* EXERCISE INSTRUCTIONS *
Every line of the entries below from the one containing "self.0.values().all(TableDiff::is_empty)" to the one containing "for row in rows", both ends included, must be written out exactly. No other line belongs in the answer.

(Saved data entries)
------------------------------------

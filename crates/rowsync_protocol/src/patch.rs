//! Pull patches and cookies.

use serde::{Deserialize, Serialize};
use serde_json::Value;
use std::fmt;

/// One step of a pull patch, applied by the client in order.
#[derive(Debug, Clone, PartialEq, Serialize, Deserialize)]
#[serde(tag = "op", rename_all = "lowercase")]
pub enum PatchOperation {
    /// Drop everything in the client cache.
    Clear,
    /// Insert or replace `key` with `value`.
    Put {
        /// Cache key, `<table>/<id>`.
        key: String,
        /// Full row.
        value: Value,
    },
    /// Remove `key`.
    Del {
        /// Cache key, `<table>/<id>`.
        key: String,
    },
}

impl PatchOperation {
    /// Builds the cache key of a row.
    pub fn key(table: &str, id: &str) -> String {
        format!("{table}/{id}")
    }

    /// Creates a put for a row.
    pub fn put(table: &str, id: &str, value: Value) -> Self {
        PatchOperation::Put {
            key: Self::key(table, id),
            value,
        }
    }

    /// Creates a delete for a row.
    pub fn del(table: &str, id: &str) -> Self {
        PatchOperation::Del {
            key: Self::key(table, id),
        }
    }
}

impl fmt::Display for PatchOperation {
    fn fmt(&self, f: &mut fmt::Formatter<'_>) -> fmt::Result {
        match self {
            PatchOperation::Clear => f.write_str("clear"),
            PatchOperation::Put { key, .. } => write!(f, "put {key}"),
            PatchOperation::Del { key } => write!(f, "del {key}"),
        }
    }
}

/// Opaque pull cookie naming the CVR version a client last received.
///
/// Servers emit the bare number; clients may echo it back either as the
/// number or as `{"order": n}`.
#[derive(Debug, Clone, Copy, PartialEq, Eq, PartialOrd, Ord, Serialize, Deserialize)]
#[serde(from = "CookieRepr")]
pub struct Cookie {
    /// CVR version.
    pub order: u64,
}

impl Cookie {
    /// Creates a cookie.
    pub fn new(order: u64) -> Self {
        Self { order }
    }
}

#[derive(Deserialize)]
#[serde(untagged)]
enum CookieRepr {
    Order(u64),
    Object { order: u64 },
}

impl From<CookieRepr> for Cookie {
    fn from(repr: CookieRepr) -> Self {
        match repr {
            CookieRepr::Order(order) | CookieRepr::Object { order } => Cookie { order },
        }
    }
}
//! Caller identity.
//!
//! Authentication happens upstream; the sync server only consumes the
//! resulting tenant, user and role.

use crate::error::SyncError;
use serde::{Deserialize, Serialize};
use std::fmt;
use std::str::FromStr;

/// The caller's role within its tenant.
///
/// Roles are listed from widest to narrowest visibility.
#[derive(Debug, Clone, Copy, PartialEq, Eq, Hash, PartialOrd, Ord, Serialize, Deserialize)]
#[serde(rename_all = "lowercase")]
pub enum Role {
    /// Sees every row, soft-deleted ones included.
    Administrator,
    /// Staff operating the tenant's day-to-day work.
    Operator,
    /// Manages a subset of accounts.
    Manager,
    /// End customer.
    Customer,
}

impl Role {
    /// All roles, widest first.
    pub const ALL: [Role; 4] = [
        Role::Administrator,
        Role::Operator,
        Role::Manager,
        Role::Customer,
    ];

    /// The wire name of the role.
    pub fn as_str(&self) -> &'static str {
        match self {
            Role::Administrator => "administrator",
            Role::Operator => "operator",
            Role::Manager => "manager",
            Role::Customer => "customer",
        }
    }
}

impl fmt::Display for Role {
    fn fmt(&self, f: &mut fmt::Formatter<'_>) -> fmt::Result {
        f.write_str(self.as_str())
    }
}

impl FromStr for Role {
    type Err = SyncError;

    fn from_str(s: &str) -> Result<Self, Self::Err> {
        match s.trim().to_ascii_lowercase().as_str() {
            "administrator" | "admin" => Ok(Role::Administrator),
            "operator" => Ok(Role::Operator),
            "manager" => Ok(Role::Manager),
            "customer" => Ok(Role::Customer),
            other => Err(SyncError::Unauthenticated(format!("unknown role: {other}"))),
        }
    }
}

/// Who is calling, on behalf of which tenant.
#[derive(Debug, Clone, PartialEq, Eq, Serialize, Deserialize)]
#[serde(rename_all = "camelCase")]
pub struct AuthContext {
    /// Tenant the request is scoped to.
    pub tenant_id: String,
    /// Acting user.
    pub user_id: String,
    /// Acting user's role.
    pub role: Role,
}

impl AuthContext {
    /// Creates an auth context.
    pub fn new(tenant_id: impl Into<String>, user_id: impl Into<String>, role: Role) -> Self {
        Self {
            tenant_id: tenant_id.into(),
            user_id: user_id.into(),
            role,
        }
    }

    /// Checks that the identity is usable.
    pub fn validate(&self) -> Result<(), SyncError> {
        if self.tenant_id.is_empty() {
            return Err(SyncError::Unauthenticated("missing tenant".into()));
        }
        if self.user_id.is_empty() {
            return Err(SyncError::Unauthenticated("missing user".into()));
        }
        Ok(())
    }
}
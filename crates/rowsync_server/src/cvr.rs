//! Client view record building and diffing.

use rowsync_store::{ClientViewRecord, CvrRecord, RowMetadata};
use std::collections::BTreeMap;

/// Pseudo-table tracking every client of a group, versioned by
/// `lastMutationId`. Never synced as rows.
pub const CLIENTS_VIEW: &str = "clients";

/// Changes for one table.
#[derive(Debug, Clone, Default, PartialEq, Eq)]
pub struct TableDiff {
    /// Ids that are new or whose version changed.
    pub puts: Vec<String>,
    /// Ids no longer visible.
    pub dels: Vec<String>,
}

impl TableDiff {
    /// Returns true if nothing changed.
    pub fn is_empty(&self) -> bool {
        self.puts.is_empty() && self.dels.is_empty()
    }
}

/// Per-table changes between two CVRs.
#[derive(Debug, Clone, Default, PartialEq, Eq)]
pub struct CvrDiff(pub BTreeMap<String, TableDiff>);

impl CvrDiff {
    /// Returns true if no table changed.
    pub fn is_empty(&self) -> bool {
        self.0.values().all(TableDiff::is_empty)
    }

    /// The changes for one table.
    pub fn table(&self, table: &str) -> Option<&TableDiff> {
        self.0.get(table)
    }

    /// Iterates over tables with changes.
    pub fn iter(&self) -> impl Iterator<Item = (&str, &TableDiff)> {
        self.0
            .iter()
            .filter(|(_, d)| !d.is_empty())
            .map(|(t, d)| (t.as_str(), d))
    }
}

/// The CVR to diff against: the stored one, or empty.
pub fn build_base_cvr(prev: Option<&ClientViewRecord>) -> CvrRecord {
    prev.map(|cvr| cvr.record.clone()).unwrap_or_default()
}

/// Flattens visible metadata into a CVR.
///
/// Duplicate ids keep their highest version.
pub fn build_next_cvr<I, T>(metadata: I) -> CvrRecord
where
    I: IntoIterator<Item = (T, Vec<RowMetadata>)>,
    T: Into<String>,
{
    let mut record = CvrRecord::new();
    for (table, rows) in metadata {
        let entry = record.0.entry(table.into()).or_default();
        for row in rows {
            let version = entry.entry(row.id).or_insert(row.row_version);
            if row.row_version > *version {
                *version = row.row_version;
            }
        }
    }
    record
}

/// Computes puts and dels taking `base` to `next`.
pub fn diff(base: &CvrRecord, next: &CvrRecord) -> CvrDiff {
    let empty = BTreeMap::new();
    let mut out = BTreeMap::new();

    let tables = base.0.keys().chain(next.0.keys());
    for table in tables {
        if out.contains_key(table) {
            continue;
        }
        let before = base.table(table).unwrap_or(&empty);
        let after = next.table(table).unwrap_or(&empty);

        let puts = after
            .iter()
            .filter(|(id, version)| before.get(*id) != Some(*version))
            .map(|(id, _)| id.clone())
            .collect();
        let dels = before
            .keys()
            .filter(|id| !after.contains_key(*id))
            .cloned()
            .collect();

        out.insert(table.clone(), TableDiff { puts, dels });
    }

    CvrDiff(out)
}
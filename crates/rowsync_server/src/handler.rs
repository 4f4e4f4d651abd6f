//! Request handlers for sync endpoints.

use crate::access::AccessMatrix;
use crate::auth::AuthContext;
use crate::config::ServerConfig;
use crate::error::SyncResult;
use crate::fanout::{Fanout, Publisher};
use crate::mutator::MutatorRegistry;
use crate::pull::handle_pull;
use crate::push::{handle_push, PushOutcome};
use crate::resolver::Resolver;
use rowsync_protocol::{PullRequest, PullResponse, PushRequest};
use rowsync_store::Store;
use std::fmt;
use std::sync::Arc;

/// Context for request handling.
pub struct HandlerContext {
    /// Server configuration.
    pub config: ServerConfig,
    /// Backing store.
    pub store: Arc<dyn Store>,
    /// Access control over the matrix.
    pub resolver: Resolver,
    /// Authoritative mutators.
    pub mutators: MutatorRegistry,
    /// Post-commit pokes.
    pub fanout: Fanout,
}

impl HandlerContext {
    /// Creates a new handler context.
    pub fn new(
        config: ServerConfig,
        store: Arc<dyn Store>,
        matrix: AccessMatrix,
        mutators: MutatorRegistry,
        publisher: Arc<dyn Publisher>,
    ) -> Self {
        let fanout = Fanout::new(publisher, config.publish_timeout);
        Self {
            config,
            store,
            resolver: Resolver::new(matrix),
            mutators,
            fanout,
        }
    }
}

impl fmt::Debug for HandlerContext {
    fn fmt(&self, f: &mut fmt::Formatter<'_>) -> fmt::Result {
        f.debug_struct("HandlerContext")
            .field("config", &self.config)
            .field("resolver", &self.resolver)
            .field("mutators", &self.mutators)
            .finish_non_exhaustive()
    }
}

/// Handler for sync requests.
#[derive(Debug, Clone)]
pub struct RequestHandler {
    context: Arc<HandlerContext>,
}

impl RequestHandler {
    /// Creates a new request handler.
    pub fn new(context: Arc<HandlerContext>) -> Self {
        Self { context }
    }

    /// The shared context.
    pub fn context(&self) -> &HandlerContext {
        &self.context
    }

    /// Handles a pull request.
    pub async fn handle_pull(
        &self,
        auth: &AuthContext,
        request: PullRequest,
    ) -> SyncResult<PullResponse> {
        handle_pull(&self.context, auth, request).await
    }

    /// Handles a push request.
    pub async fn handle_push(
        &self,
        auth: &AuthContext,
        request: PushRequest,
    ) -> SyncResult<PushOutcome> {
        handle_push(&self.context, auth, request).await
    }
}
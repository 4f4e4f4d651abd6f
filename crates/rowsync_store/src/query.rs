//! Declarative, tenant-scoped row queries.
//!
//! Access rules are compiled into a [`RowQuery`] before they reach the
//! store, so backends only need to evaluate a handful of filter shapes:
//! equality, membership, authorization-join (`Linked`) and boolean
//! combinators. A SQL backend would translate these into `WHERE` clauses
//! and `IN (SELECT ...)` subqueries.

use serde_json::Value;

/// A filter over the rows of one table.
#[derive(Debug, Clone, PartialEq)]
pub enum RowFilter {
    /// Matches every row.
    All,
    /// Matches no row.
    Nothing,
    /// `row.field == value`.
    Eq {
        /// Field name.
        field: String,
        /// Expected value.
        value: Value,
    },
    /// `row.field IN values`.
    In {
        /// Field name.
        field: String,
        /// Accepted values.
        values: Vec<Value>,
    },
    /// `row.field IN (SELECT via_field FROM via_table WHERE via_filter)`.
    ///
    /// Models many-to-many authorization-join tables such as
    /// manager to billing account assignments. Soft-deleted join rows are
    /// ignored.
    Linked {
        /// Field on the queried row.
        field: String,
        /// The join table.
        via_table: String,
        /// Field on the join row whose value must equal `row.field`.
        via_field: String,
        /// Filter selecting the relevant join rows.
        via_filter: Box<RowFilter>,
    },
    /// Every sub-filter matches.
    And(Vec<RowFilter>),
    /// At least one sub-filter matches.
    Or(Vec<RowFilter>),
}

impl RowFilter {
    /// Shorthand for [`RowFilter::Eq`].
    pub fn eq(field: impl Into<String>, value: impl Into<Value>) -> Self {
        RowFilter::Eq {
            field: field.into(),
            value: value.into(),
        }
    }

    /// Combines two filters, folding away trivial operands.
    pub fn and(self, other: RowFilter) -> Self {
        match (self, other) {
            (RowFilter::Nothing, _) | (_, RowFilter::Nothing) => RowFilter::Nothing,
            (RowFilter::All, f) | (f, RowFilter::All) => f,
            (RowFilter::And(mut left), RowFilter::And(right)) => {
                left.extend(right);
                RowFilter::And(left)
            }
            (RowFilter::And(mut left), f) => {
                left.push(f);
                RowFilter::And(left)
            }
            (left, right) => RowFilter::And(vec![left, right]),
        }
    }

    /// Returns true if the filter can never match.
    pub fn is_nothing(&self) -> bool {
        match self {
            RowFilter::Nothing => true,
            RowFilter::In { values, .. } => values.is_empty(),
            RowFilter::And(filters) => filters.iter().any(RowFilter::is_nothing),
            RowFilter::Or(filters) => filters.iter().all(RowFilter::is_nothing),
            _ => false,
        }
    }
}

/// A tenant-scoped query over one table.
#[derive(Debug, Clone, PartialEq)]
pub struct RowQuery {
    /// Row filter.
    pub filter: RowFilter,
    /// Whether soft-deleted rows are returned.
    pub include_deleted: bool,
}

impl RowQuery {
    /// A query over live rows matching `filter`.
    pub fn live(filter: RowFilter) -> Self {
        Self {
            filter,
            include_deleted: false,
        }
    }

    /// A query over every row, soft-deleted ones included.
    pub fn everything() -> Self {
        Self {
            filter: RowFilter::All,
            include_deleted: true,
        }
    }

    /// A query that returns nothing.
    pub fn nothing() -> Self {
        Self::live(RowFilter::Nothing)
    }

    /// Restricts the query to a single row id.
    pub fn by_id(mut self, id: &str) -> Self {
        self.filter = self.filter.and(RowFilter::eq("id", id));
        self
    }
}
//! Serve command implementation.

use rowsync_server::{router, BroadcastPublisher, RetryConfig, ServerConfig, SyncServer};
use rowsync_store::MemoryStore;
use rowsync_testkit::{demo_matrix, demo_mutators, seed_demo_data};
use std::net::SocketAddr;
use std::sync::Arc;
use std::time::Duration;
use tokio::net::TcpListener;
use tokio::sync::broadcast::error::RecvError;
use tracing::{debug, info, warn};

/// Options of the serve command.
#[derive(Debug, Clone)]
pub struct ServeOptions {
    /// Listen address.
    pub bind: SocketAddr,
    /// Push batch limit.
    pub max_push_batch: usize,
    /// Patch fetch chunk size.
    pub fetch_chunk_size: usize,
    /// CVR versions kept per group.
    pub cvr_retention: u64,
    /// Idle hours before a group is swept.
    pub client_retention_hours: u64,
    /// Seconds between sweeps.
    pub sweep_interval_secs: u64,
    /// Transaction attempts.
    pub max_attempts: u32,
    /// Whether to seed the demo data.
    pub seed: bool,
}

impl ServeOptions {
    fn config(&self) -> ServerConfig {
        ServerConfig::new(self.bind)
            .with_max_push_batch(self.max_push_batch)
            .with_fetch_chunk_size(self.fetch_chunk_size)
            .with_cvr_retention_versions(self.cvr_retention)
            .with_client_retention(Duration::from_secs(self.client_retention_hours * 3600))
            .with_sweep_interval(Duration::from_secs(self.sweep_interval_secs.max(1)))
            .with_retry(RetryConfig::new(self.max_attempts))
    }
}

/// Runs the serve command until Ctrl-C.
pub async fn run(options: ServeOptions) -> Result<(), Box<dyn std::error::Error>> {
    let store = Arc::new(MemoryStore::new());
    if options.seed {
        seed_demo_data(&store).await?;
        info!("seeded demo data");
    }

    let publisher = Arc::new(BroadcastPublisher::default());
    let mut pokes = publisher.subscribe();
    tokio::spawn(async move {
        loop {
            match pokes.recv().await {
                Ok((channel, _)) => debug!(%channel, "poke"),
                Err(RecvError::Lagged(skipped)) => warn!(skipped, "poke log lagged"),
                Err(RecvError::Closed) => break,
            }
        }
    });

    let server = SyncServer::builder(store)
        .config(options.config())
        .matrix(demo_matrix()?)
        .mutators(demo_mutators())
        .publisher(publisher)
        .build()?;
    let server = Arc::new(server);
    let sweeper = server.spawn_sweeper();

    let listener = TcpListener::bind(options.bind).await?;
    info!(addr = %listener.local_addr()?, "listening");

    axum::serve(listener, router(Arc::clone(&server)))
        .with_graceful_shutdown(async {
            if let Err(e) = tokio::signal::ctrl_c().await {
                warn!(error = %e, "failed to listen for shutdown signal");
                std::future::pending::<()>().await;
            }
        })
        .await?;

    sweeper.stop().await;
    info!("server stopped");
    Ok(())
}
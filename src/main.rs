//! CLI entry point for the audio retrieval service.
//!
//! Provides commands for serving the search API and inspecting the
//! active configuration and index artifacts.

use std::sync::Arc;
use std::time::Duration;

use anyhow::{Context, bail};
use clap::{Parser, Subcommand};
use tracing_subscriber::EnvFilter;

use echoseek::config::{CONFIG_FILE, Settings, TranslationConfig};
use echoseek::orchestrator::{OrchestratorConfig, RetrievalOrchestrator};
use echoseek::query::{
    DeepLTranslator, DisabledTranslator, GoogleTranslator, QueryPreprocessor, TranslationProvider,
};
use echoseek::registry::IndexRegistry;
use echoseek::server::{AppState, ExamplePrompts};
use echoseek::vector::{EmbeddingProvider, FastEmbedProvider};

#[derive(Parser)]
#[command(name = "echoseek", version, about = "Semantic audio search service")]
struct Cli {
    /// Path to a custom configuration file
    #[arg(short, long, global = true, default_value = CONFIG_FILE)]
    config: String,

    #[command(subcommand)]
    command: Commands,
}

#[derive(Subcommand)]
enum Commands {
    /// Start the HTTP search server
    Serve {
        /// Override the bind address, e.g. 127.0.0.1:9000
        #[arg(long)]
        bind: Option<String>,
    },
    /// Validate configuration and index artifacts, then exit
    Check,
    /// Print the active configuration as TOML
    Config,
}

fn build_translator(cfg: &TranslationConfig) -> anyhow::Result<Arc<dyn TranslationProvider>> {
    let timeout = Duration::from_millis(cfg.timeout_ms);
    match cfg.provider.as_str() {
        "google" => {
            if cfg.api_key.is_empty() {
                bail!("translation.provider is 'google' but translation.api_key is empty");
            }
            let translator =
                GoogleTranslator::new(cfg.api_key.clone(), cfg.api_url.as_deref(), timeout)?;
            Ok(Arc::new(translator))
        }
        "deepl" => {
            if cfg.api_key.is_empty() {
                bail!("translation.provider is 'deepl' but translation.api_key is empty");
            }
            let translator =
                DeepLTranslator::new(cfg.api_key.clone(), cfg.api_url.as_deref(), timeout)?;
            Ok(Arc::new(translator))
        }
        "disabled" | "" => Ok(Arc::new(DisabledTranslator)),
        other => bail!("unknown translation.provider '{other}', expected google, deepl or disabled"),
    }
}

fn build_state(settings: &Settings) -> anyhow::Result<Arc<AppState>> {
    let embedder: Arc<dyn EmbeddingProvider> = Arc::new(
        FastEmbedProvider::new(&settings.embedding.model, settings.embedding.cache_dir.clone())
            .context("failed to initialize embedding model")?,
    );

    let registry = Arc::new(
        IndexRegistry::load(&settings.artifacts_dir, embedder.dimension())
            .context("failed to load index artifacts")?,
    );

    let translator = build_translator(&settings.translation)?;
    let preprocessor = Arc::new(QueryPreprocessor::new(
        Arc::clone(&translator),
        if settings.translation.allowed_langs.is_empty() {
            None
        } else {
            Some(settings.translation.allowed_langs.clone())
        },
        Duration::from_millis(settings.translation.timeout_ms),
        settings.translation.cache_size,
        Duration::from_secs(settings.translation.cache_ttl_secs),
    ));

    let orchestrator = RetrievalOrchestrator::new(
        Arc::clone(&registry),
        embedder,
        preprocessor,
        OrchestratorConfig {
            audio_dir: settings.audio_dir.clone(),
            default_top_k: settings.search.default_top_k,
            max_top_k: settings.search.max_top_k,
            embed_timeout: Duration::from_millis(settings.search.embed_timeout_ms),
        },
    );

    let prompts = ExamplePrompts::load_or_builtin(settings.prompts_path.as_deref());

    Ok(Arc::new(AppState {
        orchestrator,
        registry,
        translator,
        prompts,
    }))
}

#[tokio::main]
async fn main() -> anyhow::Result<()> {
    tracing_subscriber::fmt()
        .with_env_filter(
            EnvFilter::try_from_default_env().unwrap_or_else(|_| EnvFilter::new("info")),
        )
        .init();

    let cli = Cli::parse();
    let mut settings = Settings::load_from(&cli.config)
        .map_err(|e| anyhow::anyhow!("failed to load configuration: {e}"))?;

    match cli.command {
        Commands::Serve { bind } => {
            if let Some(bind) = bind {
                let (host, port) = bind
                    .rsplit_once(':')
                    .context("--bind must look like host:port")?;
                settings.server.host = host.to_string();
                settings.server.port = port.parse().context("--bind port is not a number")?;
            }
            let state = build_state(&settings)?;
            echoseek::server::serve(state, &settings).await
        }
        Commands::Check => {
            let state = build_state(&settings)?;
            println!(
                "ok: {} clips indexed across {:?}",
                state.registry.total_clips(),
                state
                    .registry
                    .content_types()
                    .iter()
                    .map(|ct| ct.as_str())
                    .collect::<Vec<_>>()
            );
            Ok(())
        }
        Commands::Config => {
            print!("{}", toml::to_string_pretty(&settings)?);
            Ok(())
        }
    }
}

------------------------------------

* FINISHED TASK *
        self.0.values().all(TableDiff::is_empty)
    }

    /// The changes for one table.
    pub fn table(&self, table: &str) -> Option<&TableDiff> {
        self.0.get(table)
    }

    /// Iterates over tables with changes.
    pub fn iter(&self) -> impl Iterator<Item = (&str, &TableDiff)> {
        self.0
            .iter()
            .filter(|(_, d)| !d.is_empty())
            .map(|(t, d)| (t.as_str(), d))
    }
}

/// The CVR to diff against: the stored one, or empty.
pub fn build_base_cvr(prev: Option<&ClientViewRecord>) -> CvrRecord {
    prev.map(|cvr| cvr.record.clone()).unwrap_or_default()
}

/// Flattens visible metadata into a CVR.
///
/// Duplicate ids keep their highest version.
pub fn build_next_cvr<I, T>(metadata: I) -> CvrRecord
where
    I: IntoIterator<Item = (T, Vec<RowMetadata>)>,
    T: Into<String>,
{
    let mut record = CvrRecord::new();
    for (table, rows) in metadata {
        let entry = record.0.entry(table.into()).or_default();
        for row in rows {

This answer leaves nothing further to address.